Smurfit Kappa shares jumped as much as 4.7 per cent in Dublin on Wednesday. The rise came on the back of news that the enlarged group being formed from its merger with US cardboard box-making peer WestRock is on track to be included in S&P Dow Jones indices after the deal goes through next month.
This includes the S&P 500, the most keenly followed stock market index in the world by investors.
S&P Dow Jones said that for index implementation purposes WestRock will be considered the surviving merged entity as the two companies come together in a $25 billion-plus (€23.3 billion) deal to form Smurfit WestRock. This is in spite of the fact that Smurfit Kappa is technically acquiring WestRock.
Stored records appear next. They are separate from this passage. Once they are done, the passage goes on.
use crate::config::CliOverrides;
use crate::error::{CapitaskError, Result};
use crate::model::Document;

/// Execute the show command.
///
/// # Errors
///
/// Returns an error if the issue does not exist.
pub fn execute(id: &str, json: bool, cli: &CliOverrides) -> Result<()> {
    let ws = super::open(cli)?;
    let lang = crate::config::effective_language(&ws.prefs, cli);

    let issue = ws
        .doc
        .issue(id)
        .ok_or_else(|| CapitaskError::IssueNotFound { id: id.to_string() })?;

    if json {
        println!("{}", serde_json::to_string_pretty(issue)?);
        return Ok(());
    }

    println!("{}  {}", issue.id, issue.title);
    println!(
        "  type: {}  priority: {}  status: {}",
        lang.issue_type_label(issue.issue_type),
        issue.priority,
        lang.status_label(issue.status)
    );
    println!("  points: {}", issue.story_points);
    if !issue.due_date.is_empty() {
        println!("  due: {}", issue.due_date);
    }
    if !issue.assignee.is_empty() {
        println!("  assignee: {}", issue.assignee);
    }
    println!("  reporter: {}", issue.reporter);
    if let Some(ref epic_id) = issue.epic_id {
        println!("  epic: {epic_id}");
    }
    if let Some(ref sprint_id) = issue.sprint_id {
        println!("  sprint: {sprint_id}");
    }
    if !issue.description.is_empty() {
        println!("\n{}", issue.description);
    }

    print_relations(&ws.doc, issue.id.as_str());

    if !issue.comments.is_empty() {
        println!("\nComments:");
        for comment in &issue.comments {
            println!(
                "  {} [{}] {}",
                comment.created_at.format("%Y-%m-%d %H:%M"),
                comment.author,
                comment.text
            );
        }
    }
    Ok(())
}

/// Links whose target no longer exists are skipped, not pruned.
fn print_relations(doc: &Document, id: &str) {
    let Some(issue) = doc.issue(id) else { return };
    let live: Vec<_> = issue
        .relation_links
        .iter()
        .filter(|l| doc.issue(&l.target_issue_id).is_some())
        .collect();
    if live.is_empty() {
        return;
    }
    println!("\nLinks:");
    for link in live {
        println!("  {} {}", link.relation_type, link.target_issue_id);
    }
}
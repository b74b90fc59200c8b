//! Environment variable parsing helpers
//!
//! Provides ergonomic helpers for reading configuration from environment variables.

use anyhow::{anyhow, Result};
use std::env;
use std::str::FromStr;

/// Extension trait for parsing environment variables.
///
/// Provides convenient methods for reading env vars with defaults, fallback
/// names and type parsing.
pub trait ConfigExt {
    /// Get an environment variable with a default value.
    ///
    /// # Example
    /// ```ignore
    /// let socket_dir = String::env_or("CLOUDSQL_SOCKET_DIR", "/cloudsql");
    /// ```
    fn env_or(name: &str, default: &str) -> String {
        env::var(name).unwrap_or_else(|_| default.to_string())
    }

    /// Get the first non-empty variable out of a list of candidate names.
    ///
    /// Used where a deployment may still carry a legacy spelling of a variable.
    fn env_first(names: &[&str]) -> Option<String> {
        names
            .iter()
            .filter_map(|name| env::var(name).ok())
            .find(|value| !value.trim().is_empty())
    }

    /// Like `env_first`, but an error naming every candidate when none is set.
    fn env_first_required(names: &[&str]) -> Result<String> {
        Self::env_first(names).ok_or_else(|| anyhow!("{} must be set", names.join(" or ")))
    }

    /// Get an environment variable as a boolean.
    ///
    /// Returns `true` if the value is "true" (case-insensitive), otherwise `default`.
    fn env_bool(name: &str, default: bool) -> bool {
        env::var(name)
            .map(|v| v.to_lowercase() == "true")
            .unwrap_or(default)
    }

    /// Get an environment variable parsed as a specific type.
    ///
    /// Returns `default` if the variable is not set or fails to parse.
    ///
    /// # Example
    /// ```ignore
    /// let port: u16 = u16::env_parse("DB_PORT", 5432);
    /// ```
    fn env_parse<T: FromStr>(name: &str, default: T) -> T {
        env::var(name)
            .ok()
            .and_then(|v| v.parse().ok())
            .unwrap_or(default)
    }
}

// Blanket implementation for all types
impl<T> ConfigExt for T {}

/// Google Cloud runtime environment helpers.
pub struct GcpEnv;

impl GcpEnv {
    /// Check if running as a Cloud Function / Cloud Run service.
    pub fn is_serverless() -> bool {
        env::var("K_SERVICE").is_ok() || env::var("FUNCTION_TARGET").is_ok()
    }

    /// Name of the deployed service or function, if any.
    pub fn service_name() -> String {
        env::var("K_SERVICE")
            .or_else(|_| env::var("FUNCTION_NAME"))
            .unwrap_or_else(|_| "local".to_string())
    }

    /// Revision of the deployed service, if any.
    pub fn revision() -> String {
        env::var("K_REVISION").unwrap_or_default()
    }

    /// Host of the metadata server.
    pub fn metadata_host() -> String {
        String::env_or("GCE_METADATA_HOST", "metadata.google.internal")
    }

    /// Telemetry endpoint, if one is configured.
    pub fn telemetry_endpoint() -> Option<String> {
        String::env_first(&["TELEMETRY_ENDPOINT"])
    }
}
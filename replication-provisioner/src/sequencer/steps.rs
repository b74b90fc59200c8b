//! The ordered provisioning plan

use super::ident::{Identifier, IdentifierError, SlotName};
use crate::config::ProvisioningConfig;

/// Schema the reporting role is granted read access to.
pub const DEFAULT_SCHEMA: &str = "public";

/// Logical decoding output plugin used for the slot.
pub const OUTPUT_PLUGIN: &str = "pgoutput";

/// The seven mutations, in the only order they may run.
#[derive(Debug, Clone, Copy, PartialEq, Eq, Hash)]
pub enum StepKind {
    GrantReplication,
    CreatePublication,
    CreateReplicationSlot,
    GrantConnect,
    GrantSelectOnTables,
    GrantSchemaUsage,
    AlterDefaultPrivileges,
}

impl StepKind {
    pub const ALL: [StepKind; 7] = [
        StepKind::GrantReplication,
        StepKind::CreatePublication,
        StepKind::CreateReplicationSlot,
        StepKind::GrantConnect,
        StepKind::GrantSelectOnTables,
        StepKind::GrantSchemaUsage,
        StepKind::AlterDefaultPrivileges,
    ];

    pub fn name(self) -> &'static str {
        match self {
            Self::GrantReplication => "grant_replication",
            Self::CreatePublication => "create_publication",
            Self::CreateReplicationSlot => "create_replication_slot",
            Self::GrantConnect => "grant_connect",
            Self::GrantSelectOnTables => "grant_select_on_tables",
            Self::GrantSchemaUsage => "grant_schema_usage",
            Self::AlterDefaultPrivileges => "alter_default_privileges",
        }
    }
}

/// One statement of the plan. `index` is 1-based.
#[derive(Debug, Clone, PartialEq, Eq)]
pub struct ProvisioningStep {
    pub index: usize,
    pub kind: StepKind,
    pub statement: String,
}

/// Validated names taken from configuration alone.
///
/// Built before any secret is fetched so a bad deployment fails without
/// touching the network.
#[derive(Debug, Clone)]
pub struct ReplicationTargets {
    pub database: Identifier,
    pub publication: Identifier,
    pub slot: SlotName,
}

impl ReplicationTargets {
    pub fn from_config(config: &ProvisioningConfig) -> Result<Self, IdentifierError> {
        Ok(Self {
            database: Identifier::parse("database name", &config.database_name)?,
            publication: Identifier::parse("publication name", &config.publication_name)?,
            slot: SlotName::parse(&config.replication_slot_name)?,
        })
    }

    /// Complete the targets with the role names resolved from secrets.
    pub fn with_roles(
        self,
        privileged_user: &str,
        reporting_user: &str,
    ) -> Result<ProvisioningTargets, IdentifierError> {
        Ok(ProvisioningTargets {
            privileged_role: Identifier::parse("privileged role", privileged_user)?,
            reporting_role: Identifier::parse("reporting role", reporting_user)?,
            replication: self,
        })
    }
}

/// Every name the plan interpolates.
#[derive(Debug, Clone)]
pub struct ProvisioningTargets {
    pub privileged_role: Identifier,
    pub reporting_role: Identifier,
    pub replication: ReplicationTargets,
}

impl ProvisioningTargets {
    fn statement(&self, kind: StepKind) -> String {
        let privileged = self.privileged_role.quoted();
        let reporting = self.reporting_role.quoted();
        let targets = &self.replication;

        match kind {
            StepKind::GrantReplication => format!("ALTER ROLE {privileged} WITH REPLICATION"),
            StepKind::CreatePublication => format!(
                "CREATE PUBLICATION {} FOR ALL TABLES",
                targets.publication.quoted()
            ),
            StepKind::CreateReplicationSlot => format!(
                "SELECT pg_create_logical_replication_slot({}, '{OUTPUT_PLUGIN}')",
                targets.slot.literal()
            ),
            StepKind::GrantConnect => format!(
                "GRANT CONNECT ON DATABASE {} TO {reporting}",
                targets.database.quoted()
            ),
            StepKind::GrantSelectOnTables => {
                format!("GRANT SELECT ON ALL TABLES IN SCHEMA {DEFAULT_SCHEMA} TO {reporting}")
            }
            StepKind::GrantSchemaUsage => {
                format!("GRANT USAGE ON SCHEMA {DEFAULT_SCHEMA} TO {reporting}")
            }
            StepKind::AlterDefaultPrivileges => format!(
                "ALTER DEFAULT PRIVILEGES IN SCHEMA {DEFAULT_SCHEMA} GRANT SELECT ON TABLES TO {reporting}"
            ),
        }
    }
}

/// Build the full plan, one statement per step.
pub fn build_plan(targets: &ProvisioningTargets) -> Vec<ProvisioningStep> {
    StepKind::ALL
        .iter()
        .enumerate()
        .map(|(i, &kind)| ProvisioningStep {
            index: i + 1,
            kind,
            statement: targets.statement(kind),
        })
        .collect()
}
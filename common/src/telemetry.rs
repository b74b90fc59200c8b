//! Telemetry for reporting provisioning events
//!
//! Every event is logged locally. When `TELEMETRY_ENDPOINT` is configured the
//! event is also POSTed there as JSON.

use crate::config::GcpEnv;
use chrono::Utc;
use reqwest::Client;
use serde::{Deserialize, Serialize};
use serde_json::json;
use std::sync::Arc;
use std::time::Duration;
use tracing::{error, info, warn};
use uuid::Uuid;

/// All telemetry events emitted by the provisioner binaries.
#[derive(Debug, Clone, Serialize, Deserialize)]
#[serde(tag = "type")]
pub enum TelemetryEvent {
    // === Provisioning run ===
    /// A provisioning run started
    ProvisioningStarted {
        run_id: String,
        database: String,
        publication: String,
        slot: String,
    },

    /// A provisioning step committed
    StepCompleted {
        run_id: String,
        index: usize,
        step: String,
    },

    /// A provisioning step failed and was rolled back
    StepFailed {
        run_id: String,
        index: usize,
        step: String,
        error: String,
    },

    /// All steps committed
    ProvisioningCompleted {
        run_id: String,
        duration_ms: u64,
        steps_applied: Vec<String>,
    },

    /// The run terminated before completing every step
    ProvisioningFailed {
        run_id: String,
        phase: String,
        error: String,
    },

    // === Secret rotation ===
    /// A new secret version was stored
    SecretVersionAdded { secret: String, version: String },

    // === Generic Events ===
    /// Component started
    ComponentStarted { component: String, version: String },
}

impl TelemetryEvent {
    /// Get the event type name for logging.
    pub fn event_type(&self) -> &'static str {
        match self {
            Self::ProvisioningStarted { .. } => "REPLICATION_PROVISIONING_STARTED",
            Self::StepCompleted { .. } => "REPLICATION_STEP_COMPLETED",
            Self::StepFailed { .. } => "REPLICATION_STEP_FAILED",
            Self::ProvisioningCompleted { .. } => "REPLICATION_PROVISIONING_COMPLETED",
            Self::ProvisioningFailed { .. } => "REPLICATION_PROVISIONING_FAILED",
            Self::SecretVersionAdded { .. } => "SECRET_VERSION_ADDED",
            Self::ComponentStarted { .. } => "COMPONENT_STARTED",
        }
    }

    /// Whether the event reports a failure.
    pub fn is_failure(&self) -> bool {
        matches!(
            self,
            Self::StepFailed { .. } | Self::ProvisioningFailed { .. }
        )
    }

    /// Convert event to a human-readable message.
    pub fn message(&self) -> String {
        match self {
            Self::ProvisioningStarted {
                database,
                publication,
                slot,
                ..
            } => {
                format!(
                    "Provisioning publication {} and slot {} on {}",
                    publication, slot, database
                )
            }
            Self::StepCompleted { index, step, .. } => {
                format!("Step {} ({}) committed", index, step)
            }
            Self::StepFailed {
                index, step, error, ..
            } => {
                format!("Step {} ({}) failed: {}", index, step, error)
            }
            Self::ProvisioningCompleted {
                duration_ms,
                steps_applied,
                ..
            } => {
                format!(
                    "Provisioning completed ({} steps) in {}ms",
                    steps_applied.len(),
                    duration_ms
                )
            }
            Self::ProvisioningFailed { phase, error, .. } => {
                format!("Provisioning failed during {}: {}", phase, error)
            }
            Self::SecretVersionAdded { secret, version } => {
                format!("Added version {} to secret {}", version, secret)
            }
            Self::ComponentStarted { component, version } => {
                format!("{} v{} started", component, version)
            }
        }
    }
}

/// Telemetry handle passed explicitly to whatever emits events.
#[derive(Clone, Debug)]
pub struct Telemetry {
    client: Arc<Client>,
    endpoint: Option<String>,
    service: String,
    revision: String,
    component: String,
}

impl Telemetry {
    /// Create a new telemetry handle from environment variables.
    pub fn from_env(component: &str) -> Self {
        let client = Client::builder()
            .timeout(Duration::from_secs(5))
            .build()
            .unwrap_or_else(|_| Client::new());

        Self {
            client: Arc::new(client),
            endpoint: GcpEnv::telemetry_endpoint(),
            service: GcpEnv::service_name(),
            revision: GcpEnv::revision(),
            component: component.to_string(),
        }
    }

    /// A handle that only logs locally.
    pub fn local(component: &str) -> Self {
        Self {
            client: Arc::new(Client::new()),
            endpoint: None,
            service: "local".to_string(),
            revision: String::new(),
            component: component.to_string(),
        }
    }

    /// Whether events leave the process.
    pub fn is_remote(&self) -> bool {
        self.endpoint.is_some()
    }

    fn log(event: &TelemetryEvent) {
        let event_type = event.event_type();
        if event.is_failure() {
            error!(event = %event_type, "{}", event.message());
        } else {
            info!(event = %event_type, "{}", event.message());
        }
    }

    fn payload(&self, event: &TelemetryEvent) -> serde_json::Value {
        json!({
            "id": Uuid::new_v4().to_string(),
            "event": event.event_type(),
            "message": event.message(),
            "component": self.component,
            "service": self.service,
            "revision": self.revision,
            "timestamp": Utc::now().to_rfc3339(),
            "data": event,
        })
    }

    /// Send a telemetry event (fire and forget, non-blocking).
    ///
    /// Spawns onto the current tokio runtime. Errors are logged but do not
    /// affect the caller. Outside a runtime the event is only logged.
    ///
    /// Nothing waits for the spawned request: events still in flight when
    /// the runtime shuts down are dropped. Send the last event of a run
    /// with `send_and_wait`.
    pub fn send(&self, event: TelemetryEvent) {
        // Log locally first
        Self::log(&event);

        let Some(endpoint) = self.endpoint.clone() else {
            return;
        };
        let Ok(handle) = tokio::runtime::Handle::try_current() else {
            return;
        };

        let client = Arc::clone(&self.client);
        let payload = self.payload(&event);

        handle.spawn(async move {
            match client.post(&endpoint).json(&payload).send().await {
                Ok(resp) if resp.status().is_success() => {
                    // Success - no action needed
                }
                Ok(resp) => {
                    warn!("Telemetry got status {}", resp.status());
                }
                Err(e) => {
                    warn!("Telemetry send failed: {}", e);
                }
            }
        });
    }

    /// Send a telemetry event and wait for the endpoint to accept it.
    ///
    /// Use this for the final event of a run, which would otherwise be lost
    /// when the runtime shuts down.
    pub async fn send_and_wait(&self, event: TelemetryEvent) -> Result<(), reqwest::Error> {
        Self::log(&event);

        let Some(endpoint) = &self.endpoint else {
            return Ok(());
        };

        self.client
            .post(endpoint)
            .json(&self.payload(&event))
            .send()
            .await?
            .error_for_status()?;

        Ok(())
    }
}
//! Structured logging initialization
//!
//! Provides consistent logging initialization across all provisioner binaries.

use crate::config::ConfigExt;
use tracing_subscriber::{fmt, layer::SubscriberExt, util::SubscriberInitExt, EnvFilter};

/// Guard that keeps the tracing subscriber active.
/// Drop this at the end of main to flush logs.
pub struct LogGuard;

/// Initialize structured logging for a component.
///
/// `LOG_FORMAT=json` emits one JSON object per line, which Cloud Logging
/// ingests with severity and fields intact. Anything else uses the compact
/// human-readable format.
///
/// Returns a guard that should be held for the lifetime of the program.
///
/// # Example
/// ```ignore
/// let _guard = init_logging("provision-replication");
/// info!("Starting up...");
/// ```
pub fn init_logging(component: &str) -> LogGuard {
    let filter = EnvFilter::from_default_env().add_directive(tracing::Level::INFO.into());

    let registry = tracing_subscriber::registry().with(filter);

    if String::env_or("LOG_FORMAT", "text").eq_ignore_ascii_case("json") {
        registry
            .with(fmt::layer().json().with_current_span(true).with_target(false))
            .init();
    } else {
        registry.with(fmt::layer().with_target(false)).init();
    }

    tracing::debug!(component, "Logging initialized");

    LogGuard
}
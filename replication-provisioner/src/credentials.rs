//! Credentials resolved from the secret store

use crate::config::SecretNames;
use crate::secrets::{SecretError, SecretStore};
use std::fmt;
use tracing::{debug, info};

/// Connection details for one run. Never persisted or logged.
#[derive(Clone)]
pub struct Credentials {
    pub instance_connection_name: String,
    pub privileged_user: String,
    pub privileged_password: String,
    pub reporting_user: String,
}

impl fmt::Debug for Credentials {
    fn fmt(&self, f: &mut fmt::Formatter<'_>) -> fmt::Result {
        f.debug_struct("Credentials")
            .field("instance_connection_name", &self.instance_connection_name)
            .field("privileged_user", &self.privileged_user)
            .field("privileged_password", &"<redacted>")
            .field("reporting_user", &self.reporting_user)
            .finish()
    }
}

/// Resolve the four connection secrets, in a fixed order, from `project_id`.
///
/// Stops at the first failed lookup.
pub async fn resolve_credentials<S>(
    store: &S,
    project_id: &str,
    names: &SecretNames,
) -> Result<Credentials, SecretError>
where
    S: SecretStore + ?Sized,
{
    let fetch = |secret_id: String| async move {
        debug!(secret = %secret_id, "Fetching secret");
        store.get_latest_secret(project_id, &secret_id).await
    };

    let instance_connection_name = fetch(names.instance_connection_name.clone()).await?;
    let privileged_user = fetch(names.privileged_user.clone()).await?;
    let privileged_password = fetch(names.privileged_password.clone()).await?;
    let reporting_user = fetch(names.reporting_user.clone()).await?;

    info!(
        project = project_id,
        instance = %instance_connection_name,
        "Resolved database credentials"
    );

    Ok(Credentials {
        instance_connection_name,
        privileged_user,
        privileged_password,
        reporting_user,
    })
}
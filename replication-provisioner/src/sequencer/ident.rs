//! SQL identifier validation
//!
//! DDL cannot take bind parameters, so every name that ends up inside a
//! statement passes through one of these types first.

use std::fmt;
use thiserror::Error;

/// PostgreSQL truncates identifiers longer than NAMEDATALEN - 1.
pub const MAX_IDENTIFIER_LEN: usize = 63;

#[derive(Debug, Clone, PartialEq, Eq, Error)]
#[error("invalid {kind} {value:?}: {reason}")]
pub struct IdentifierError {
    pub kind: &'static str,
    pub value: String,
    pub reason: &'static str,
}

impl IdentifierError {
    fn new(kind: &'static str, value: &str, reason: &'static str) -> Self {
        Self {
            kind,
            value: value.to_string(),
            reason,
        }
    }
}

fn check_length(kind: &'static str, value: &str) -> Result<(), IdentifierError> {
    if value.is_empty() {
        return Err(IdentifierError::new(kind, value, "must not be empty"));
    }
    if value.len() > MAX_IDENTIFIER_LEN {
        return Err(IdentifierError::new(
            kind,
            value,
            "must be at most 63 bytes",
        ));
    }
    Ok(())
}

/// A role, database or publication name.
///
/// ASCII letters, digits and underscores, not starting with a digit.
/// Rendered double-quoted so reserved words and mixed case survive.
#[derive(Debug, Clone, PartialEq, Eq)]
pub struct Identifier(String);

impl Identifier {
    pub fn parse(kind: &'static str, value: &str) -> Result<Self, IdentifierError> {
        check_length(kind, value)?;

        if value.starts_with(|c: char| c.is_ascii_digit()) {
            return Err(IdentifierError::new(
                kind,
                value,
                "must not start with a digit",
            ));
        }
        if !value.chars().all(|c| c.is_ascii_alphanumeric() || c == '_') {
            return Err(IdentifierError::new(
                kind,
                value,
                "may only contain ASCII letters, digits and underscores",
            ));
        }

        Ok(Self(value.to_string()))
    }

    /// The identifier as it appears in SQL text.
    pub fn quoted(&self) -> String {
        format!("\"{}\"", self.0)
    }
}

impl fmt::Display for Identifier {
    fn fmt(&self, f: &mut fmt::Formatter<'_>) -> fmt::Result {
        f.write_str(&self.0)
    }
}

/// A replication slot name.
///
/// PostgreSQL only accepts lower case letters, digits and underscores here,
/// and takes the name as a string argument rather than an identifier.
#[derive(Debug, Clone, PartialEq, Eq)]
pub struct SlotName(String);

impl SlotName {
    pub fn parse(value: &str) -> Result<Self, IdentifierError> {
        const KIND: &str = "replication slot name";
        check_length(KIND, value)?;

        if !value
            .chars()
            .all(|c| c.is_ascii_lowercase() || c.is_ascii_digit() || c == '_')
        {
            return Err(IdentifierError::new(
                KIND,
                value,
                "may only contain lower case letters, digits and underscores",
            ));
        }

        Ok(Self(value.to_string()))
    }

    /// The slot name as a SQL string literal.
    pub fn literal(&self) -> String {
        format!("'{}'", self.0)
    }
}

impl fmt::Display for SlotName {
    fn fmt(&self, f: &mut fmt::Formatter<'_>) -> fmt::Result {
        f.write_str(&self.0)
    }
}
//! GCP Secret Manager REST client
//!
//! Talks to the Secret Manager v1 REST API with reqwest. Payloads travel
//! base64-encoded in both directions.
//!
//! Authentication is a bearer token from the metadata server, which is
//! what Cloud Functions and Cloud Run provide to their service account.
//! `GCP_ACCESS_TOKEN` overrides it for local runs.

use super::{check_project_id, check_resource_id, SecretError, SecretStore};
use async_trait::async_trait;
use base64::{engine::general_purpose, Engine as _};
use common::{ConfigExt, GcpEnv};
use reqwest::{Client, StatusCode};
use serde::{Deserialize, Serialize};
use std::time::Duration;
use tracing::{debug, info};

pub const DEFAULT_ENDPOINT: &str = "https://secretmanager.googleapis.com";

#[derive(Debug, Serialize, Deserialize)]
struct SecretPayload {
    /// Base64-encoded secret data
    #[serde(default)]
    data: Option<String>,
}

#[derive(Debug, Deserialize)]
struct AccessSecretVersionResponse {
    name: String,
    #[serde(default)]
    payload: Option<SecretPayload>,
}

#[derive(Debug, Serialize)]
struct AddVersionRequest {
    payload: SecretPayload,
}

#[derive(Debug, Deserialize)]
struct SecretVersion {
    name: String,
}

/// `{"error": {...}}` body returned by Google APIs.
#[derive(Debug, Deserialize)]
struct GcpErrorResponse {
    error: GcpError,
}

#[derive(Debug, Deserialize)]
struct GcpError {
    code: u16,
    message: String,
    #[serde(default)]
    status: String,
}

#[derive(Debug, Deserialize)]
struct TokenResponse {
    access_token: String,
}

/// Turn an error response into a readable message.
fn describe_error(status: StatusCode, body: &str) -> String {
    match serde_json::from_str::<GcpErrorResponse>(body) {
        Ok(parsed) => format!(
            "{} (code: {}, status: {})",
            parsed.error.message, parsed.error.code, parsed.error.status
        ),
        Err(_) if body.trim().is_empty() => format!("HTTP {}", status),
        Err(_) => format!("HTTP {}: {}", status, body.trim()),
    }
}

/// Decode a base64 payload into a non-empty UTF-8 string.
fn decode_payload(data: &str) -> Result<String, String> {
    let bytes = general_purpose::STANDARD
        .decode(data.as_bytes())
        .map_err(|e| format!("payload is not valid base64: {}", e))?;
    let value = String::from_utf8(bytes).map_err(|_| "payload is not valid UTF-8".to_string())?;

    if value.is_empty() {
        return Err("latest version has an empty payload".to_string());
    }
    Ok(value)
}

pub struct SecretManagerRest {
    http_client: Client,
    base_url: String,
    access_token: String,
}

impl std::fmt::Debug for SecretManagerRest {
    fn fmt(&self, f: &mut std::fmt::Formatter<'_>) -> std::fmt::Result {
        f.debug_struct("SecretManagerRest")
            .field("base_url", &self.base_url)
            .finish_non_exhaustive()
    }
}

impl SecretManagerRest {
    /// Build a client around an existing HTTP client and token.
    pub fn with_http_client(
        http_client: Client,
        base_url: impl Into<String>,
        access_token: impl Into<String>,
    ) -> Self {
        Self {
            http_client,
            base_url: base_url.into().trim_end_matches('/').to_string(),
            access_token: access_token.into(),
        }
    }

    /// Build a client from `SECRET_MANAGER_ENDPOINT` and `GCP_ACCESS_TOKEN`,
    /// falling back to the public endpoint and a metadata server token.
    pub async fn from_env() -> Result<Self, SecretError> {
        let http_client = Client::builder()
            .timeout(Duration::from_secs(30))
            .build()
            .map_err(|e| SecretError::Auth(format!("failed to create HTTP client: {}", e)))?;

        let base_url = String::env_or("SECRET_MANAGER_ENDPOINT", DEFAULT_ENDPOINT);

        let access_token = match String::env_first(&["GCP_ACCESS_TOKEN"]) {
            Some(token) => {
                info!("Using access token from GCP_ACCESS_TOKEN");
                token
            }
            None => Self::metadata_token(&http_client).await?,
        };

        Ok(Self::with_http_client(http_client, base_url, access_token))
    }

    /// Fetch the default service account's OAuth2 token from the metadata server.
    async fn metadata_token(http_client: &Client) -> Result<String, SecretError> {
        let url = format!(
            "http://{}/computeMetadata/v1/instance/service-accounts/default/token",
            GcpEnv::metadata_host()
        );

        let response = http_client
            .get(&url)
            .header("Metadata-Flavor", "Google")
            .send()
            .await
            .map_err(|e| {
                SecretError::Auth(format!(
                    "metadata server unreachable ({}); set GCP_ACCESS_TOKEN when running outside Google Cloud",
                    e
                ))
            })?;

        if !response.status().is_success() {
            let status = response.status();
            let body = response.text().await.unwrap_or_default();
            return Err(SecretError::Auth(format!(
                "metadata server returned {}: {}",
                status, body
            )));
        }

        let token: TokenResponse = response
            .json()
            .await
            .map_err(|e| SecretError::Auth(format!("invalid token response: {}", e)))?;

        debug!("Retrieved access token from metadata server");
        Ok(token.access_token)
    }

    fn secret_path(project_id: &str, secret_id: &str) -> Result<String, String> {
        check_project_id(project_id)?;
        check_resource_id("secret id", secret_id)?;
        Ok(format!("projects/{}/secrets/{}", project_id, secret_id))
    }
}

#[async_trait]
impl SecretStore for SecretManagerRest {
    async fn get_latest_secret(
        &self,
        project_id: &str,
        secret_id: &str,
    ) -> Result<String, SecretError> {
        let access = |message: String| SecretError::Access {
            project: project_id.to_string(),
            secret: secret_id.to_string(),
            message,
        };

        let path = Self::secret_path(project_id, secret_id).map_err(access)?;
        let url = format!("{}/v1/{}/versions/latest:access", self.base_url, path);

        let response = self
            .http_client
            .get(&url)
            .bearer_auth(&self.access_token)
            .send()
            .await
            .map_err(|e| access(e.to_string()))?;

        let status = response.status();
        if status == StatusCode::NOT_FOUND {
            return Err(SecretError::NotFound {
                project: project_id.to_string(),
                secret: secret_id.to_string(),
            });
        }
        if !status.is_success() {
            let body = response.text().await.unwrap_or_default();
            return Err(access(describe_error(status, &body)));
        }

        let version: AccessSecretVersionResponse = response
            .json()
            .await
            .map_err(|e| access(format!("invalid response: {}", e)))?;

        let data = version
            .payload
            .and_then(|p| p.data)
            .ok_or_else(|| access("response carried no payload".to_string()))?;
        let value = decode_payload(&data).map_err(access)?;

        debug!(secret = secret_id, version = %version.name, "Resolved secret");
        Ok(value)
    }

    async fn add_secret_version(
        &self,
        project_id: &str,
        secret_id: &str,
        value: &str,
    ) -> Result<String, SecretError> {
        let write = |message: String| SecretError::Write {
            project: project_id.to_string(),
            secret: secret_id.to_string(),
            message,
        };

        let path = Self::secret_path(project_id, secret_id).map_err(write)?;
        let url = format!("{}/v1/{}:addVersion", self.base_url, path);

        let request = AddVersionRequest {
            payload: SecretPayload {
                data: Some(general_purpose::STANDARD.encode(value.as_bytes())),
            },
        };

        let response = self
            .http_client
            .post(&url)
            .bearer_auth(&self.access_token)
            .json(&request)
            .send()
            .await
            .map_err(|e| write(e.to_string()))?;

        let status = response.status();
        if !status.is_success() {
            let body = response.text().await.unwrap_or_default();
            return Err(write(describe_error(status, &body)));
        }

        let version: SecretVersion = response
            .json()
            .await
            .map_err(|e| write(format!("invalid response: {}", e)))?;

        debug!(version = %version.name, "Secret Manager accepted new version");
        Ok(version.name)
    }
}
The transaction is on track to close on July 5th and will see Smurfit WestRock drop its Irish stock market quotation and move its main listing from London to New York.
WestRock is already on the S&P 500. S&P cautioned in its statement, which was issued late on Tuesday in New York, that the plan to include Smurfit WestRock is “only a preliminary announcement”, so it may be subject to change.
Analysts, including Brian Morgan and Morgan Stanley, said news of Smurfit WestRock’s inclusion in S&P indices has come sooner than expected.
Smurfit Kappa shares closed 4.2 per cent higher at €44.26 in Dublin, off their earlier highs.
CRH, the former long-standing biggest company on the Iseq in Dublin, quit the Irish market last September and moved its main listing from London to New York in an effort to join the S&P 500. However, its chief financial officer, Jim Mintern, indicated to reporters in April that it could take 12 to 18 months for the construction materials and services giant’s efforts to be included in S&P indices to play out.
Betting group Flutter Entertainment has also pinned its hopes on eventual inclusion in S&P indices after moving its primary listing from London to New York in May. The owner of Paddy Power left the Irish stock market in January.
Shareholders in Smurfit Kappa and WestRock approved the imminent tie-up at separate meetings last Thursday in Dublin and Atlanta, Georgia.
Trading of Smurfit Kappa shares in Dublin will cease at the close of business on July 2nd, before the merger is completed. It will end the first Irish multinational group’s association with the exchange that stretches back 60 years, except for a period in the noughties when it was in the hands of private equity.
The WestRock deal is essentially a takeover by Smurfit Kappa that will see its shareholders own 50.4 per cent of the enlarged group, which will remain headquartered in Dublin. Smurfit Kappa chief executive Tony Smurfit and its chief financial officer, Ken Bowles, will run the new group.
The outlook for the industry has improved significantly from when the merger agreement was announced last September. At the time, box-makers were dealing with a slump in demand that followed a global spike in spending on physical goods, from TVs to patio furniture, during pandemic lockdowns.
It has also been helped by consolidation elsewhere in the sector, with US-based International Paper, which made an unwanted bid for Smurfit Kappa in 2018, agreeing in April to acquire DS Smith in the UK.